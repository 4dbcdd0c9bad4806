//! Token structural parsing.
//!
//! A compact token is exactly three dot-separated base64url segments.
//! [`TokenParts`] keeps the raw segment text: the verifier needs the
//! original header and payload bytes verbatim, since re-encoding the
//! parsed JSON would not byte-match the signing input. [`DecodedToken`]
//! is the parsed view, produced atomically per input.

use crate::encoding::base64_url_decode;
use crate::error::{JwtError, JwtResult};
use serde_json::Value;

/// Raw segments of a compact token, split but not interpreted.
#[derive(Debug, Clone, PartialEq, Eq)]
pub struct TokenParts {
    header: String,
    payload: String,
    signature: String,
}

impl TokenParts {
    /// Split a token string into its three segments.
    ///
    /// # Errors
    ///
    /// Returns [`JwtError::MalformedToken`] when the segment count is
    /// not exactly three or the header/payload segment is empty.
    pub fn parse(token: &str) -> JwtResult<Self> {
        let parts: Vec<&str> = token.split('.').collect();
        if parts.len() != 3 {
            return Err(JwtError::malformed_token(&format!(
                "expected 3 dot-separated segments, found {}",
                parts.len()
            )));
        }
        if parts[0].is_empty() || parts[1].is_empty() {
            return Err(JwtError::malformed_token(
                "header and payload segments must be non-empty",
            ));
        }
        Ok(Self {
            header: parts[0].to_string(),
            payload: parts[1].to_string(),
            signature: parts[2].to_string(),
        })
    }

    /// Raw base64url header segment.
    #[must_use]
    pub fn header(&self) -> &str {
        &self.header
    }

    /// Raw base64url payload segment.
    #[must_use]
    pub fn payload(&self) -> &str {
        &self.payload
    }

    /// Raw base64url signature segment, never decoded eagerly.
    #[must_use]
    pub fn signature(&self) -> &str {
        &self.signature
    }

    /// The exact byte string the MAC is computed over:
    /// `header.payload`, undecoded.
    #[must_use]
    pub fn signing_input(&self) -> String {
        format!("{}.{}", self.header, self.payload)
    }
}

/// Parsed header and claims of a token.
#[derive(Debug, Clone, PartialEq, Eq)]
pub struct DecodedToken {
    /// Header as a JSON object.
    pub header: Value,
    /// Payload claims as a JSON object. Untrusted content; individual
    /// claims are read through the tolerant extractors in
    /// [`crate::claims`].
    pub claims: Value,
}

impl DecodedToken {
    /// Decode the header and payload segments of `parts`.
    ///
    /// Either both segments decode to JSON objects or the whole decode
    /// fails; there is no partial result.
    ///
    /// # Errors
    ///
    /// Returns [`JwtError::Base64Decode`] for an undecodable segment,
    /// [`JwtError::InvalidHeaderJson`] or
    /// [`JwtError::InvalidPayloadJson`] when a segment is not a JSON
    /// object.
    pub fn decode(parts: &TokenParts) -> JwtResult<Self> {
        let header_bytes = base64_url_decode(parts.header())?;
        let header: Value = serde_json::from_slice(&header_bytes)
            .map_err(|e| JwtError::invalid_header_json(&e.to_string()))?;
        if !header.is_object() {
            return Err(JwtError::invalid_header_json(
                "header is not a JSON object",
            ));
        }

        let payload_bytes = base64_url_decode(parts.payload())?;
        let claims: Value = serde_json::from_slice(&payload_bytes)
            .map_err(|e| JwtError::invalid_payload_json(&e.to_string()))?;
        if !claims.is_object() {
            return Err(JwtError::invalid_payload_json(
                "payload is not a JSON object",
            ));
        }

        Ok(Self { header, claims })
    }

    /// The header's `alg` value, when present and a string.
    #[must_use]
    pub fn algorithm(&self) -> Option<&str> {
        self.header.get("alg").and_then(|v| v.as_str())
    }
}
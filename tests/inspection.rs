//! End-to-end inspection behavior: decoding without a secret,
//! verification as an independent overlay, and expiry orthogonality.

use chrono::Duration;
use jwt_inspect::{
    HmacAlgorithm, InvalidReason, JwtError, Verification, inspect_at, sign_claims_at,
};
use serde_json::json;

const SECRET: &[u8] = b"top-secret";

fn token_with(claims: serde_json::Value, lifetime: Option<Duration>, now: i64) -> String {
    sign_claims_at(&claims, SECRET, HmacAlgorithm::Hs256, lifetime, now).unwrap()
}

#[test]
fn decodes_without_secret_as_unverified() {
    let token = token_with(json!({"sub": "u1", "role": "admin"}), None, 100);
    let report = inspect_at(&token, None, 100).unwrap();

    assert_eq!(report.verification, Verification::Unverified);
    assert_eq!(
        report.decoded.claims.get("role").and_then(|v| v.as_str()),
        Some("admin")
    );
    assert_eq!(report.decoded.algorithm(), Some("HS256"));
}

#[test]
fn correct_secret_verifies() {
    let token = token_with(json!({"sub": "u1"}), Some(Duration::hours(1)), 100);
    let report = inspect_at(&token, Some("top-secret"), 200).unwrap();

    assert_eq!(report.verification, Verification::Valid);
    assert!(!report.time.expired);
    assert_eq!(report.time.expires_at, Some(100 + 3600));
}

#[test]
fn wrong_secret_still_decodes() {
    let token = token_with(json!({"sub": "u1"}), None, 100);
    let report = inspect_at(&token, Some("top-secret-x"), 100).unwrap();

    assert_eq!(
        report.verification,
        Verification::Invalid(InvalidReason::SignatureMismatch)
    );
    // A bad signature never blocks display of the decoded payload.
    assert_eq!(
        report.decoded.claims.get("sub").and_then(|v| v.as_str()),
        Some("u1")
    );
}

#[test]
fn expiry_and_signature_are_orthogonal() {
    let token = token_with(json!({"sub": "u1"}), Some(Duration::seconds(60)), 100);

    // Expired, signature valid.
    let report = inspect_at(&token, Some("top-secret"), 1_000).unwrap();
    assert_eq!(report.verification, Verification::Valid);
    assert!(report.time.expired);

    // Expired, signature invalid. Both facts reported.
    let report = inspect_at(&token, Some("nope"), 1_000).unwrap();
    assert_eq!(
        report.verification,
        Verification::Invalid(InvalidReason::SignatureMismatch)
    );
    assert!(report.time.expired);
}

#[test]
fn not_yet_valid_is_reported() {
    let token = token_with(json!({"sub": "u1", "nbf": 5_000}), None, 100);
    let report = inspect_at(&token, None, 4_999).unwrap();
    assert!(report.time.not_yet_valid);
    assert_eq!(report.time.not_before, Some(5_000));

    let report = inspect_at(&token, None, 5_000).unwrap();
    assert!(!report.time.not_yet_valid);
}

#[test]
fn unsecured_tokens_are_rejected_not_trusted() {
    use jwt_inspect::encoding::base64_url_encode;

    let token = format!(
        "{}.{}.",
        base64_url_encode(br#"{"alg":"none"}"#),
        base64_url_encode(br#"{"sub":"intruder"}"#)
    );
    let report = inspect_at(&token, Some("any"), 0).unwrap();
    assert_eq!(
        report.verification,
        Verification::Invalid(InvalidReason::UnsupportedAlgorithm("none".to_string()))
    );
}

#[test]
fn asymmetric_algorithms_fold_into_unsupported() {
    use jwt_inspect::encoding::base64_url_encode;

    let token = format!(
        "{}.{}.sig",
        base64_url_encode(br#"{"alg":"RS256"}"#),
        base64_url_encode(br#"{"sub":"u1"}"#)
    );
    let report = inspect_at(&token, Some("any"), 0).unwrap();
    assert_eq!(
        report.verification,
        Verification::Invalid(InvalidReason::UnsupportedAlgorithm("RS256".to_string()))
    );
}

#[test]
fn structural_failures_abort_atomically() {
    assert!(matches!(
        inspect_at("a.b", None, 0),
        Err(JwtError::MalformedToken(_))
    ));
    assert!(matches!(
        inspect_at("a.b.c.d", None, 0),
        Err(JwtError::MalformedToken(_))
    ));
    assert!(matches!(
        inspect_at("", None, 0),
        Err(JwtError::MalformedToken(_))
    ));
}
//! [`ContentRecognizer`] backed by a vision LLM through `edgequake-llm`.
//!
//! ## Message layout
//!
//! 1. **System message**: the page instructions (format prompt, region
//!    names, outline titles)
//! 2. **User message**: the page PNG as a base64 attachment, empty text
//!
//! ## Retry strategy
//!
//! HTTP 429 / 503 errors are transient under concurrent load. Each call gets
//! `max_retries` extra attempts with exponential backoff
//! (`retry_backoff_ms * 2^(attempt-1)`), and every attempt is bounded by
//! `api_timeout_secs`. Only when all attempts fail is an error reported, and
//! the scheduler then fails the whole chunk.

use crate::config::ConversionConfig;
use crate::error::RecognitionError;
use crate::pipeline::encode::page_attachment;
use crate::pipeline::recognize::ContentRecognizer;
use async_trait::async_trait;
use edgequake_llm::{ChatMessage, CompletionOptions, LLMProvider};
use std::sync::Arc;
use std::time::Instant;
use tokio::time::{sleep, timeout, Duration};
use tracing::{debug, warn};

/// A vision model used as the content recognizer.
pub struct VlmRecognizer {
    provider: Arc<dyn LLMProvider>,
    options: CompletionOptions,
    max_retries: u32,
    retry_backoff_ms: u64,
    api_timeout_secs: u64,
}

impl VlmRecognizer {
    pub fn new(provider: Arc<dyn LLMProvider>, config: &ConversionConfig) -> Self {
        Self {
            provider,
            options: build_options(config),
            max_retries: config.max_retries,
            retry_backoff_ms: config.retry_backoff_ms,
            api_timeout_secs: config.api_timeout_secs,
        }
    }
}

/// Delay before retry `attempt` (1-based): `base_ms * 2^(attempt-1)`.
fn backoff_delay(base_ms: u64, attempt: u32) -> Duration {
    let exp = attempt.saturating_sub(1).min(16);
    Duration::from_millis(base_ms.saturating_mul(1u64 << exp))
}

#[async_trait]
impl ContentRecognizer for VlmRecognizer {
    async fn recognize(
        &self,
        page: usize,
        image_png: &[u8],
        instructions: &str,
    ) -> Result<String, RecognitionError> {
        if image_png.is_empty() {
            return Err(RecognitionError::InvalidImage {
                page,
                detail: "empty raster".into(),
            });
        }
        let start = Instant::now();
        let messages = vec![
            ChatMessage::system(instructions),
            ChatMessage::user_with_images("", vec![page_attachment(image_png)]),
        ];

        let mut last_err = RecognitionError::Failed {
            page,
            retries: 0,
            detail: "no attempt made".into(),
        };

        for attempt in 0..=self.max_retries {
            if attempt > 0 {
                let backoff = backoff_delay(self.retry_backoff_ms, attempt);
                warn!(
                    "Page {}: retry {}/{} after {:?}",
                    page, attempt, self.max_retries, backoff
                );
                sleep(backoff).await;
            }

            let call = self.provider.chat(&messages, Some(&self.options));
            match timeout(Duration::from_secs(self.api_timeout_secs), call).await {
                Ok(Ok(response)) => {
                    debug!(
                        "Page {}: {} input tokens, {} output tokens, {:?}",
                        page,
                        response.prompt_tokens,
                        response.completion_tokens,
                        start.elapsed()
                    );
                    return Ok(response.content);
                }
                Ok(Err(e)) => {
                    warn!("Page {}: attempt {} failed: {}", page, attempt + 1, e);
                    last_err = RecognitionError::Failed {
                        page,
                        retries: attempt,
                        detail: e.to_string(),
                    };
                }
                Err(_) => {
                    warn!(
                        "Page {}: attempt {} timed out after {}s",
                        page,
                        attempt + 1,
                        self.api_timeout_secs
                    );
                    last_err = RecognitionError::Timeout {
                        page,
                        secs: self.api_timeout_secs,
                    };
                }
            }
        }

        Err(last_err)
    }
}

/// Build `CompletionOptions` from the conversion config.
fn build_options(config: &ConversionConfig) -> CompletionOptions {
    CompletionOptions {
        temperature: Some(config.temperature),
        max_tokens: Some(config.max_tokens),
        ..Default::default()
    }
}

#[cfg(test)]
mod tests {
    use super::*;

    #[test]
    fn build_options_defaults() {
        let config = ConversionConfig::default();
        let opts = build_options(&config);
        assert_eq!(opts.temperature, Some(0.3));
        assert_eq!(opts.max_tokens, Some(4096));
    }

    #[test]
    fn backoff_doubles_per_attempt() {
        assert_eq!(backoff_delay(100, 1), Duration::from_millis(100));
        assert_eq!(backoff_delay(100, 2), Duration::from_millis(200));
        assert_eq!(backoff_delay(100, 3), Duration::from_millis(400));
    }

    #[test]
    fn backoff_saturates() {
        assert!(backoff_delay(u64::MAX, 40) >= Duration::from_millis(u64::MAX / 2));
    }
}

## Exercise
Scan the listing for the word "role". Copy every line in which it appears.

## Exercise answer
    let token = token_with(json!({"sub": "u1", "role": "admin"}), None, 100);
        report.decoded.claims.get("role").and_then(|v| v.as_str()),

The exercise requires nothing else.